Scrolling through Twitter on a Saturday morning in August last year and seeing Chadwick Boseman had passed away, I caught myself almost by surprise by the overwhelming and instantaneous pang of loss I felt. I was never a Chadwick superfan (I’ve watched Black Panther like everyone else), but on that day I found myself sobbing uncontrollably, watching interview after interview and insatiably trying to consume all I could about his life. 

I was struck by this same sensation when we lost Caroline Flack, Kobe Bryant and Naya Rivera last year too, and I know I’m not alone.

Yesterday, a Twitter user posed the question: “What death of a famous person hit you the hardest?”, and was inundated with emotional responses and tributes to everyone from Robin Williams to David Bowie to Ruth Bader Ginsburg. Every time a major icon passes away, particularly when their death is untimely, social media is flooded with sentimental tributes and expressions of personal grief and shock. 

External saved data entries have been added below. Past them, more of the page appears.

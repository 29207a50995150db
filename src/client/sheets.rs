//! HTTP client for the spreadsheet `values` endpoint

use std::num::NonZeroU32;
use std::sync::Arc;
use std::time::Duration;

use async_trait::async_trait;
use governor::clock::DefaultClock;
use governor::state::{InMemoryState, NotKeyed};
use governor::{Quota, RateLimiter};
use reqwest::{Client as HttpClient, Url};

use super::{SheetRow, SheetSource, ValueRange, rows_from_values};
use crate::config::Config;
use crate::error::{ApiError, ConfigError, Result};

/// Read quota is 60 requests per minute per user
const RATE_LIMIT_PER_SECOND: NonZeroU32 = NonZeroU32::MIN;

/// Allow a page worth of sheets to load without waiting
const RATE_LIMIT_BURST: NonZeroU32 = NonZeroU32::new(10).unwrap();

/// Client for `GET /v4/spreadsheets/{id}/values/{sheet}`
pub struct SheetsClient {
    http: HttpClient,
    base_url: Url,
    spreadsheet_id: String,
    api_key: String,
    rate_limiter: Arc<RateLimiter<NotKeyed, InMemoryState, DefaultClock>>,
}

impl SheetsClient {
    /// Create a client against `api_base`
    pub fn new(api_base: &str, spreadsheet_id: &str, api_key: &str) -> Result<Self> {
        let http = HttpClient::builder()
            .timeout(Duration::from_secs(30))
            .build()
            .map_err(|e| ApiError::Network(e.to_string()))?;

        let base_url = Url::parse(api_base)
            .map_err(|e| ConfigError::Invalid(format!("api_base '{}': {}", api_base, e)))?;

        let quota = Quota::per_second(RATE_LIMIT_PER_SECOND).allow_burst(RATE_LIMIT_BURST);

        Ok(Self {
            http,
            base_url,
            spreadsheet_id: spreadsheet_id.to_string(),
            api_key: api_key.to_string(),
            rate_limiter: Arc::new(RateLimiter::direct(quota)),
        })
    }

    /// Create a client from validated configuration
    pub fn from_config(config: &Config) -> Result<Self> {
        config.validate()?;
        let api_key = config.api_key.as_deref().ok_or(ConfigError::MissingApiKey)?;
        let spreadsheet_id = config
            .spreadsheet_id
            .as_deref()
            .ok_or(ConfigError::MissingSpreadsheetId)?;
        Self::new(&config.api_base, spreadsheet_id, api_key)
    }

    /// URL of a sheet's values, without the API key
    fn values_url(&self, sheet: &str) -> Result<Url> {
        let mut url = self.base_url.clone();
        url.path_segments_mut()
            .map_err(|_| {
                ConfigError::Invalid(format!("api_base '{}' cannot be a base", self.base_url))
            })?
            .pop_if_empty()
            .extend(["v4", "spreadsheets", &self.spreadsheet_id, "values", sheet]);
        Ok(url)
    }

    /// Fetch the raw value grid of a sheet
    pub async fn fetch_values(&self, sheet: &str) -> Result<ValueRange> {
        self.rate_limiter.until_ready().await;

        let url = self.values_url(sheet)?;
        log::debug!("Fetching sheet '{}' from {}", sheet, url);

        let response = self
            .http
            .get(url)
            .query(&[("key", self.api_key.as_str())])
            .send()
            .await
            .map_err(ApiError::from)?;

        let status = response.status();
        if !status.is_success() {
            let body = response.text().await.unwrap_or_default();
            log::error!("API error for sheet '{}': {} {}", sheet, status, body.trim());
            return Err(ApiError::from_status(status).into());
        }

        let range = response.json::<ValueRange>().await.map_err(|e| {
            ApiError::InvalidResponse(format!("Failed to parse sheet '{}': {}", sheet, e))
        })?;

        Ok(range)
    }
}

#[async_trait]
impl SheetSource for SheetsClient {
    async fn fetch_table(&self, name: &str) -> Result<Vec<SheetRow>> {
        let range = self.fetch_values(name).await?;

        if range.values.as_ref().is_none_or(Vec::is_empty) {
            log::warn!("No data values found in sheet '{}'", name);
        }

        let rows = rows_from_values(range.values.as_deref());
        log::debug!("Converted {} rows for sheet '{}'", rows.len(), name);
        Ok(rows)
    }
}

#[cfg(test)]
mod tests {
    use super::*;
    use crate::error::Error;
    use mockito::Matcher;

    #[test]
    fn test_values_url_encodes_sheet_name() {
        let client = SheetsClient::new("https://sheets.example.com", "abc", "secret").unwrap();

        let url = client.values_url("Internal Directory").unwrap();

        assert_eq!(
            url.as_str(),
            "https://sheets.example.com/v4/spreadsheets/abc/values/Internal%20Directory"
        );
        assert!(!url.as_str().contains("secret"));
    }

    #[tokio::test]
    async fn test_fetch_table_parses_grid() {
        let mut server = mockito::Server::new_async().await;
        let mock = server
            .mock("GET", "/v4/spreadsheets/abc/values/People")
            .match_query(Matcher::UrlEncoded("key".into(), "secret".into()))
            .with_status(200)
            .with_header("content-type", "application/json")
            .with_body(
                r#"{"range":"People!A1:B3","majorDimension":"ROWS",
                    "values":[["NAME","EMAIL"],["Ann","a@x.com"],["Bob","b@x.com"]]}"#,
            )
            .create_async()
            .await;

        let client = SheetsClient::new(&server.url(), "abc", "secret").unwrap();
        let rows = client.fetch_table("People").await.unwrap();

        mock.assert_async().await;
        assert_eq!(rows.len(), 2);
        assert_eq!(rows[0].value("NAME"), "Ann");
        assert_eq!(rows[1].value("EMAIL"), "b@x.com");
    }

    #[tokio::test]
    async fn test_fetch_table_without_values_is_empty() {
        let mut server = mockito::Server::new_async().await;
        let _mock = server
            .mock("GET", "/v4/spreadsheets/abc/values/Empty")
            .match_query(Matcher::Any)
            .with_status(200)
            .with_body(r#"{"range":"Empty!A1:Z1000","majorDimension":"ROWS"}"#)
            .create_async()
            .await;

        let client = SheetsClient::new(&server.url(), "abc", "secret").unwrap();
        let rows = client.fetch_table("Empty").await.unwrap();

        assert!(rows.is_empty());
    }

    #[tokio::test]
    async fn test_fetch_table_non_success_is_http_error() {
        let mut server = mockito::Server::new_async().await;
        let _mock = server
            .mock("GET", "/v4/spreadsheets/abc/values/Missing")
            .match_query(Matcher::Any)
            .with_status(400)
            .with_body(r#"{"error":{"message":"Unable to parse range: Missing"}}"#)
            .create_async()
            .await;

        let client = SheetsClient::new(&server.url(), "abc", "secret").unwrap();
        let err = client.fetch_table("Missing").await.unwrap_err();

        match err {
            Error::Api(ApiError::Http { status, reason }) => {
                assert_eq!(status, 400);
                assert_eq!(reason, "Bad Request");
            }
            other => panic!("Expected ApiError::Http, got {:?}", other),
        }
    }

    #[tokio::test]
    async fn test_fetch_table_invalid_json() {
        let mut server = mockito::Server::new_async().await;
        let _mock = server
            .mock("GET", "/v4/spreadsheets/abc/values/Broken")
            .match_query(Matcher::Any)
            .with_status(200)
            .with_body("<html>not json</html>")
            .create_async()
            .await;

        let client = SheetsClient::new(&server.url(), "abc", "secret").unwrap();
        let err = client.fetch_table("Broken").await.unwrap_err();

        assert!(matches!(err, Error::Api(ApiError::InvalidResponse(_))));
    }
}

It can feel slightly embarrassing and almost childlike to mourn a celebrity. After all, logically it doesn’t make much sense to feel so attached to someone you’ve never met and so profoundly impacted when they depart.

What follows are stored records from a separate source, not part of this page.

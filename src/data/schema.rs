//! Typed records for each portal table
//!
//! Raw sheet headers are normalized once per fetch into canonical names
//! (trimmed, uppercased, runs of whitespace or `-` collapsed to `_`), so
//! `Key Characteristics`, `KEY CHARACTERISTICS` and `key_characteristics`
//! all read as `KEY_CHARACTERISTICS`. A [`Column`] then lists the canonical
//! name followed by its accepted aliases; the first one present wins.
//!
//! Adapters fail with [`SchemaError::MissingColumn`] when a required column
//! is absent from the sheet. Optional columns read as `""`.

use std::collections::HashMap;

use chrono::{DateTime, NaiveDate};
use serde::{Deserialize, Serialize};

use crate::client::SheetRow;
use crate::error::SchemaError;

/// Canonical form of a header
pub fn canonical_header(raw: &str) -> String {
    let mut out = String::with_capacity(raw.len());
    let mut pending_sep = false;
    for c in raw.trim().chars() {
        if c.is_whitespace() || c == '-' || c == '_' {
            pending_sep = true;
            continue;
        }
        if pending_sep && !out.is_empty() {
            out.push('_');
        }
        pending_sep = false;
        out.extend(c.to_uppercase());
    }
    out
}

/// The row with every header in canonical form. When two headers collapse
/// to the same name the leftmost one is kept.
pub fn normalize_row(row: &SheetRow) -> SheetRow {
    let mut out = SheetRow::new();
    for (header, value) in row.iter() {
        let key = canonical_header(header);
        if out.get(&key).is_none() {
            out.insert(key, value);
        }
    }
    out
}

/// A logical column and its fallback spellings, in lookup order
#[derive(Debug, Clone, Copy)]
pub struct Column {
    pub name: &'static str,
    pub aliases: &'static [&'static str],
}

impl Column {
    const fn new(name: &'static str) -> Self {
        Self { name, aliases: &[] }
    }

    const fn with_aliases(name: &'static str, aliases: &'static [&'static str]) -> Self {
        Self { name, aliases }
    }

    fn spellings(&self) -> impl Iterator<Item = &'static str> {
        std::iter::once(self.name).chain(self.aliases.iter().copied())
    }
}

pub mod columns {
    use super::Column;

    pub const COMPONENT: Column = Column::new("COMPONENT");
    pub const FULL_NAME: Column = Column::new("FULL_NAME");
    pub const LEVEL: Column = Column::new("LEVEL");
    pub const HEAD: Column = Column::new("HEAD");
    pub const COMPOSITION: Column = Column::new("COMPOSITION");

    pub const FMA_ID: Column = Column::with_aliases("FMA_ID", &["FMA"]);
    pub const REGION: Column = Column::new("REGION");
    pub const PROVINCE: Column = Column::new("PROVINCE");
    pub const MUNICIPALITY: Column = Column::with_aliases("MUNICIPALITY", &["CITY_MUNICIPALITY"]);

    pub const ACTIVITY_TITLE: Column = Column::with_aliases("ACTIVITY_TITLE", &["TITLE"]);
    pub const DATE_CONDUCTED: Column = Column::with_aliases("DATE_CONDUCTED", &["DATE"]);
    pub const LOCATION: Column = Column::with_aliases("LOCATION", &["VENUE"]);
    pub const RESOURCE_PERSON: Column = Column::new("RESOURCE_PERSON");
    pub const REFERENCE_DOC: Column = Column::with_aliases("REFERENCE_DOC", &["REFERENCE_DOCUMENT"]);

    pub const GIVEN_NAME: Column = Column::with_aliases("GIVEN_NAME", &["FIRST_NAME"]);
    pub const LAST_NAME: Column = Column::with_aliases("LAST_NAME", &["SURNAME"]);
    pub const MIDDLE_INITIAL: Column = Column::with_aliases("MIDDLE_INITIAL", &["MI"]);
    pub const POSITION_DESIGNATION: Column =
        Column::with_aliases("POSITION_DESIGNATION", &["POSITION", "DESIGNATION"]);
    pub const EMPLOYMENT_TYPE: Column = Column::new("EMPLOYMENT_TYPE");
    pub const OFFICE: Column = Column::with_aliases("OFFICE", &["AGENCY"]);
    pub const FMA_LEAD: Column = Column::new("FMA_LEAD");
    pub const EMAIL: Column = Column::with_aliases("EMAIL", &["EMAIL_ADDRESS"]);

    pub const DOCUMENT_TITLE: Column = Column::with_aliases("DOCUMENT_TITLE", &["TITLE"]);
    pub const FILE_URL: Column = Column::with_aliases("FILE_URL", &["URL", "LINK"]);
    pub const CATEGORY: Column = Column::new("CATEGORY");

    pub const KEY_CHARACTERISTICS: Column =
        Column::with_aliases("KEY_CHARACTERISTICS", &["KEY_CHARACTERISTIC"]);
    pub const MEASUREMENT: Column = Column::new("MEASUREMENT");
    pub const FMA_06: Column = Column::with_aliases("FMA_06", &["FMA06", "FMA_6", "FMA6"]);
    pub const FMA_09: Column = Column::with_aliases("FMA_09", &["FMA09", "FMA_9", "FMA9"]);
}

/// A sheet row keyed by canonical header
#[derive(Debug, Clone, Default)]
pub struct CanonicalRow {
    fields: HashMap<String, String>,
}

impl CanonicalRow {
    /// Normalize a raw row. When two headers collapse to the same name the
    /// leftmost one is kept.
    pub fn from_row(row: &SheetRow) -> Self {
        let mut fields = HashMap::with_capacity(row.len());
        for (header, value) in row.iter() {
            fields
                .entry(canonical_header(header))
                .or_insert_with(|| value.to_string());
        }
        Self { fields }
    }

    /// Whether any spelling of the column exists
    pub fn has(&self, column: &Column) -> bool {
        column.spellings().any(|s| self.fields.contains_key(s))
    }

    /// Value of the first spelling present, trimmed; `""` when absent
    pub fn get(&self, column: &Column) -> &str {
        column
            .spellings()
            .find_map(|s| self.fields.get(s))
            .map(|v| v.trim())
            .unwrap_or("")
    }

    fn text(&self, column: &Column) -> String {
        self.get(column).to_string()
    }
}

/// Conversion from a normalized row into a typed record
pub trait FromRow: Sized {
    /// Columns the sheet must have
    const REQUIRED: &'static [Column];

    fn from_row(row: &CanonicalRow) -> Self;
}

/// Normalize and convert every row of `table`.
///
/// Fails on the first required column the sheet lacks. An empty sheet has
/// no header to check and adapts to an empty vector.
pub fn adapt<T: FromRow>(table: &str, rows: &[SheetRow]) -> Result<Vec<T>, SchemaError> {
    let rows: Vec<CanonicalRow> = rows.iter().map(CanonicalRow::from_row).collect();

    if let Some(first) = rows.first()
        && let Some(missing) = T::REQUIRED.iter().find(|c| !first.has(c))
    {
        return Err(SchemaError::MissingColumn {
            table: table.to_string(),
            column: missing.name.to_string(),
        });
    }

    Ok(rows.iter().map(T::from_row).collect())
}

/// One unit of the implementation structure
#[derive(Debug, Clone, PartialEq, Serialize, Deserialize)]
pub struct StructureComponent {
    pub component: String,
    pub full_name: String,
    pub level: String,
    pub head: String,
    pub composition: String,
}

impl FromRow for StructureComponent {
    const REQUIRED: &'static [Column] = &[columns::COMPONENT];

    fn from_row(row: &CanonicalRow) -> Self {
        Self {
            component: row.text(&columns::COMPONENT),
            full_name: row.text(&columns::FULL_NAME),
            level: row.text(&columns::LEVEL),
            head: row.text(&columns::HEAD),
            composition: row.text(&columns::COMPOSITION),
        }
    }
}

#[derive(Debug, Clone, PartialEq, Serialize, Deserialize)]
pub struct Municipality {
    pub fma_id: String,
    pub region: String,
    pub province: String,
    pub municipality: String,
}

impl FromRow for Municipality {
    const REQUIRED: &'static [Column] = &[columns::FMA_ID, columns::MUNICIPALITY];

    fn from_row(row: &CanonicalRow) -> Self {
        Self {
            fma_id: row.text(&columns::FMA_ID),
            region: row.text(&columns::REGION),
            province: row.text(&columns::PROVINCE),
            municipality: row.text(&columns::MUNICIPALITY),
        }
    }
}

#[derive(Debug, Clone, PartialEq, Serialize, Deserialize)]
pub struct Activity {
    pub title: String,
    pub date_conducted: String,
    pub location: String,
    pub resource_person: String,
    pub reference_doc: String,
}

impl Activity {
    /// Parsed `date_conducted`, if it is in a recognizable format
    pub fn date(&self) -> Option<NaiveDate> {
        parse_date(&self.date_conducted)
    }
}

impl FromRow for Activity {
    const REQUIRED: &'static [Column] = &[columns::ACTIVITY_TITLE, columns::DATE_CONDUCTED];

    fn from_row(row: &CanonicalRow) -> Self {
        Self {
            title: row.text(&columns::ACTIVITY_TITLE),
            date_conducted: row.text(&columns::DATE_CONDUCTED),
            location: row.text(&columns::LOCATION),
            resource_person: row.text(&columns::RESOURCE_PERSON),
            reference_doc: row.text(&columns::REFERENCE_DOC),
        }
    }
}

/// A person in one of the three directories. Columns a directory does not
/// have read as `""`.
#[derive(Debug, Clone, PartialEq, Serialize, Deserialize)]
pub struct DirectoryEntry {
    pub given_name: String,
    pub middle_initial: String,
    pub last_name: String,
    pub position: String,
    pub email: String,
    pub component: String,
    pub office: String,
    pub employment_type: String,
    pub fma_lead: String,
}

impl DirectoryEntry {
    /// "Given M. Last", skipping empty parts
    pub fn full_name(&self) -> String {
        let middle = match self.middle_initial.trim_end_matches('.') {
            "" => String::new(),
            m => format!("{}.", m),
        };
        [self.given_name.as_str(), middle.as_str(), self.last_name.as_str()]
            .into_iter()
            .filter(|p| !p.is_empty())
            .collect::<Vec<_>>()
            .join(" ")
    }

    /// Office for external/NPMO entries, component for internal ones
    pub fn affiliation(&self) -> &str {
        if self.office.is_empty() {
            &self.component
        } else {
            &self.office
        }
    }
}

impl FromRow for DirectoryEntry {
    const REQUIRED: &'static [Column] = &[columns::GIVEN_NAME, columns::LAST_NAME];

    fn from_row(row: &CanonicalRow) -> Self {
        Self {
            given_name: row.text(&columns::GIVEN_NAME),
            middle_initial: row.text(&columns::MIDDLE_INITIAL),
            last_name: row.text(&columns::LAST_NAME),
            position: row.text(&columns::POSITION_DESIGNATION),
            email: row.text(&columns::EMAIL),
            component: row.text(&columns::COMPONENT),
            office: row.text(&columns::OFFICE),
            employment_type: row.text(&columns::EMPLOYMENT_TYPE),
            fma_lead: row.text(&columns::FMA_LEAD),
        }
    }
}

#[derive(Debug, Clone, PartialEq, Serialize, Deserialize)]
pub struct ReferenceFile {
    pub title: String,
    pub url: String,
    pub category: String,
}

impl FromRow for ReferenceFile {
    const REQUIRED: &'static [Column] = &[columns::DOCUMENT_TITLE, columns::FILE_URL];

    fn from_row(row: &CanonicalRow) -> Self {
        Self {
            title: row.text(&columns::DOCUMENT_TITLE),
            url: row.text(&columns::FILE_URL),
            category: row.text(&columns::CATEGORY),
        }
    }
}

/// One measurement of the FMA 06 / FMA 09 comparison
#[derive(Debug, Clone, PartialEq, Serialize, Deserialize)]
pub struct ProfileCharacteristic {
    pub key_characteristic: String,
    pub measurement: String,
    pub fma_06: String,
    pub fma_09: String,
}

impl FromRow for ProfileCharacteristic {
    const REQUIRED: &'static [Column] = &[columns::KEY_CHARACTERISTICS];

    fn from_row(row: &CanonicalRow) -> Self {
        Self {
            key_characteristic: row.text(&columns::KEY_CHARACTERISTICS),
            measurement: row.text(&columns::MEASUREMENT),
            fma_06: row.text(&columns::FMA_06),
            fma_09: row.text(&columns::FMA_09),
        }
    }
}

/// Parse the date formats seen in the activities sheet
pub fn parse_date(raw: &str) -> Option<NaiveDate> {
    const FORMATS: &[&str] = &["%Y-%m-%d", "%m/%d/%Y", "%B %d, %Y", "%b %d, %Y", "%d %B %Y"];

    let raw = raw.trim();
    if raw.is_empty() {
        return None;
    }

    FORMATS
        .iter()
        .find_map(|f| NaiveDate::parse_from_str(raw, f).ok())
        .or_else(|| DateTime::parse_from_rfc3339(raw).ok().map(|d| d.date_naive()))
}

#[cfg(test)]
mod tests {
    use super::*;

    fn row(pairs: &[(&str, &str)]) -> SheetRow {
        pairs.iter().copied().collect()
    }

    #[test]
    fn test_canonical_header() {
        assert_eq!(canonical_header("Key Characteristics"), "KEY_CHARACTERISTICS");
        assert_eq!(canonical_header("  FMA 06 "), "FMA_06");
        assert_eq!(canonical_header("given-name"), "GIVEN_NAME");
        assert_eq!(canonical_header("E-mail  Address"), "E_MAIL_ADDRESS");
        assert_eq!(canonical_header("FMA__ID"), "FMA_ID");
        assert_eq!(canonical_header("EMAIL"), "EMAIL");
    }

    #[test]
    fn test_alias_fallback_order() {
        let canon = CanonicalRow::from_row(&row(&[("FMA6", "late"), ("FMA 06", "early")]));
        assert_eq!(canon.get(&columns::FMA_06), "early");

        let canon = CanonicalRow::from_row(&row(&[("FMA6", "only")]));
        assert_eq!(canon.get(&columns::FMA_06), "only");
    }

    #[test]
    fn test_adapt_profile_with_spaced_headers() {
        let rows = vec![row(&[
            ("Key Characteristics", "Area"),
            ("Measurement", "sq km"),
            ("FMA 06", " 1,200 "),
            ("FMA_09", "900"),
        ])];

        let profile: Vec<ProfileCharacteristic> = adapt("FMA_Profile", &rows).unwrap();

        assert_eq!(profile[0].key_characteristic, "Area");
        assert_eq!(profile[0].fma_06, "1,200");
        assert_eq!(profile[0].fma_09, "900");
    }

    #[test]
    fn test_adapt_missing_required_column_fails() {
        let rows = vec![row(&[("TITLE_OF_ACTIVITY", "x"), ("DATE_CONDUCTED", "2024-01-01")])];

        let err = adapt::<Activity>("Activities", &rows).unwrap_err();

        match err {
            SchemaError::MissingColumn { table, column } => {
                assert_eq!(table, "Activities");
                assert_eq!(column, "ACTIVITY_TITLE");
            }
        }
    }

    #[test]
    fn test_adapt_empty_sheet() {
        let entries: Vec<DirectoryEntry> = adapt("Internal_Directory", &[]).unwrap();
        assert!(entries.is_empty());
    }

    #[test]
    fn test_optional_columns_default_to_empty() {
        let rows = vec![row(&[("GIVEN_NAME", "Ann"), ("LAST_NAME", "Cruz")])];

        let entries: Vec<DirectoryEntry> = adapt("Internal_Directory", &rows).unwrap();

        assert_eq!(entries[0].email, "");
        assert_eq!(entries[0].full_name(), "Ann Cruz");
    }

    #[test]
    fn test_directory_full_name_and_affiliation() {
        let rows = vec![row(&[
            ("GIVEN_NAME", "Ann"),
            ("MIDDLE_INITIAL", "B."),
            ("LAST_NAME", "Cruz"),
            ("OFFICE", "BFAR"),
            ("COMPONENT", "Science"),
        ])];

        let entry = &adapt::<DirectoryEntry>("NPMO_Directory", &rows).unwrap()[0];

        assert_eq!(entry.full_name(), "Ann B. Cruz");
        assert_eq!(entry.affiliation(), "BFAR");
    }

    #[test]
    fn test_parse_date_formats() {
        let expected = NaiveDate::from_ymd_opt(2024, 3, 5).unwrap();
        assert_eq!(parse_date("2024-03-05"), Some(expected));
        assert_eq!(parse_date("03/05/2024"), Some(expected));
        assert_eq!(parse_date("March 5, 2024"), Some(expected));
        assert_eq!(parse_date("Mar 5, 2024"), Some(expected));
        assert_eq!(parse_date("2024-03-05T08:00:00+08:00"), Some(expected));
        assert_eq!(parse_date("sometime"), None);
        assert_eq!(parse_date(""), None);
    }
}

There are always those quick to trivialise your grief by reminding you that “people die every day” and the lives of celebrities are no more important than anyone else’s. While this is true of course, these feelings of loss are still valid. 

It’s certainly a strange iteration of grief. There is nothing specific or tangible to grasp onto - no memories of spending time together, no old photos to look through or funny texts you’ve saved. It’s instead a nostalgic sense of sadness marked perhaps by first crushes, childhood memories or a feeling of loyalty and idolisation unique to the cult of celebrity. Maybe they were an integral part of your childhood in some way or shaped a particularly important moment in your life. In those cases, their death can feel like the closure of a chapter of your past. 

In any case, in a year where we have all become far too well acquainted with grief, I think it can only be a positive thing to learn not to be ashamed of these feelings, no matter what form they take.